(Dataset begins)

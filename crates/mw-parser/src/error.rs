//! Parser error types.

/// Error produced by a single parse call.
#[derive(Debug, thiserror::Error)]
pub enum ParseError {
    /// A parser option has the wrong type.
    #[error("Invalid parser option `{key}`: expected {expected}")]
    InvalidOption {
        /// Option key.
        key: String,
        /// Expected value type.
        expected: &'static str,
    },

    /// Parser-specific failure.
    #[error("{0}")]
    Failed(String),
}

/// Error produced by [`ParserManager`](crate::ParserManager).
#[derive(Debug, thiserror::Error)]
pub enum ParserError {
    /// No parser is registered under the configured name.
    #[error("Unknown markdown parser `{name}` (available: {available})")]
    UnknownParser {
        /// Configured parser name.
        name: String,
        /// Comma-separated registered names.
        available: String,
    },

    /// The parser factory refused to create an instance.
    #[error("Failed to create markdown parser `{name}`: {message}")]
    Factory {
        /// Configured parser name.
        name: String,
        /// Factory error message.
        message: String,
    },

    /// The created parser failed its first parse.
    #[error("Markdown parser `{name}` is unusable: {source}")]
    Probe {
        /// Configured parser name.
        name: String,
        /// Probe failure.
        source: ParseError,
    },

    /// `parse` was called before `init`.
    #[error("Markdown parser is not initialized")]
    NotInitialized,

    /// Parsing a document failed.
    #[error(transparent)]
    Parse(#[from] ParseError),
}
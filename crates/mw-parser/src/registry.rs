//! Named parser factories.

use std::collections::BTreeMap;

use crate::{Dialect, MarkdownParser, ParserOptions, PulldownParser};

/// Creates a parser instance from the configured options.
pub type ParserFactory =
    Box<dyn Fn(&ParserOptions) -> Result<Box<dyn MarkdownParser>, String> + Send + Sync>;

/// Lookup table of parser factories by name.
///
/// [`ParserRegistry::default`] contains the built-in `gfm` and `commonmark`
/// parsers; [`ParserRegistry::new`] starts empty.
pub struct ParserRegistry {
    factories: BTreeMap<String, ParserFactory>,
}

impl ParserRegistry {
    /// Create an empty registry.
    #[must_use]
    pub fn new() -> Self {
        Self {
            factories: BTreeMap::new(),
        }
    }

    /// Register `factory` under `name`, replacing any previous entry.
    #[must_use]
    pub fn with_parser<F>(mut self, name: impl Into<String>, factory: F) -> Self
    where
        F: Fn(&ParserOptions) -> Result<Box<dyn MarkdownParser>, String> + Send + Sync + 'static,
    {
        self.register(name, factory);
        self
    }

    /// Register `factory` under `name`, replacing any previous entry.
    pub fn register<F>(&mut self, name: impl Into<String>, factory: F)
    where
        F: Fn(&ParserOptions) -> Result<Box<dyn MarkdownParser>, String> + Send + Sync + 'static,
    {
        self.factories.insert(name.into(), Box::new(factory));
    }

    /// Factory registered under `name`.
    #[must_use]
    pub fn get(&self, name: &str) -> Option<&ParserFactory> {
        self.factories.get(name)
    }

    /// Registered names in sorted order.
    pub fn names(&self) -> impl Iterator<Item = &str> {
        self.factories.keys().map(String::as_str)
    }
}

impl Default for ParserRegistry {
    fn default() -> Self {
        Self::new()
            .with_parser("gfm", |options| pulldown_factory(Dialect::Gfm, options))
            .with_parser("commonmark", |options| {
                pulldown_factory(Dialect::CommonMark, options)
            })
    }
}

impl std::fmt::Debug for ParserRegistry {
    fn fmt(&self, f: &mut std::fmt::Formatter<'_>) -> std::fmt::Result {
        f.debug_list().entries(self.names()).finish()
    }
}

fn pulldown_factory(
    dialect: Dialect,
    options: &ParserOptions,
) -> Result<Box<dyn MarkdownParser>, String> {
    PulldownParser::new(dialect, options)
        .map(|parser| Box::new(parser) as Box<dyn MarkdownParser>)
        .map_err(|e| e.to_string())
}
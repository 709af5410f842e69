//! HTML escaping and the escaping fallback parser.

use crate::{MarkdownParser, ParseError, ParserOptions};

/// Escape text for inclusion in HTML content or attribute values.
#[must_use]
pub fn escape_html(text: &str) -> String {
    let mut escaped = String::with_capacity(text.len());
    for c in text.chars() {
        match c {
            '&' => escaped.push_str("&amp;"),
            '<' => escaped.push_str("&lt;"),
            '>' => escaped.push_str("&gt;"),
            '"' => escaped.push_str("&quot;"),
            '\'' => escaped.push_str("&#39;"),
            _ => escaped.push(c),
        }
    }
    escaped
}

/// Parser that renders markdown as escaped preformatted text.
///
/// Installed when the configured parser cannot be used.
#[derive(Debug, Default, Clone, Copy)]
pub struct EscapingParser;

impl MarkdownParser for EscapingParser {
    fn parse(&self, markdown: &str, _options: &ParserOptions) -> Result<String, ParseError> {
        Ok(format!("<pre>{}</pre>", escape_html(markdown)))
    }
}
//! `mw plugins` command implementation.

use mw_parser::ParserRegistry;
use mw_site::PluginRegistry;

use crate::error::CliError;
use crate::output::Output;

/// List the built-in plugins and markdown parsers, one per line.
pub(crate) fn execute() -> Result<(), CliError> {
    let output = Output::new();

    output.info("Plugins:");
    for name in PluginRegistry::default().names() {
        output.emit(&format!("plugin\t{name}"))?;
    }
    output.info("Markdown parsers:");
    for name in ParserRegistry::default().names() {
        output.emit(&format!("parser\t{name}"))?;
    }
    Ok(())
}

(Dataset ends)

Starting at the line above that contains "fn parse(&self, markdown: &str, _options: &ParserOptions)", write out each line exactly until the line that contains "for name in PluginRegistry::default().names()" has been written, and stop there.

    fn parse(&self, markdown: &str, _options: &ParserOptions) -> Result<String, ParseError> {
        Ok(format!("<pre>{}</pre>", escape_html(markdown)))
    }
}
//! `mw plugins` command implementation.

use mw_parser::ParserRegistry;
use mw_site::PluginRegistry;

use crate::error::CliError;
use crate::output::Output;

/// List the built-in plugins and markdown parsers, one per line.
pub(crate) fn execute() -> Result<(), CliError> {
    let output = Output::new();

    output.info("Plugins:");
    for name in PluginRegistry::default().names() {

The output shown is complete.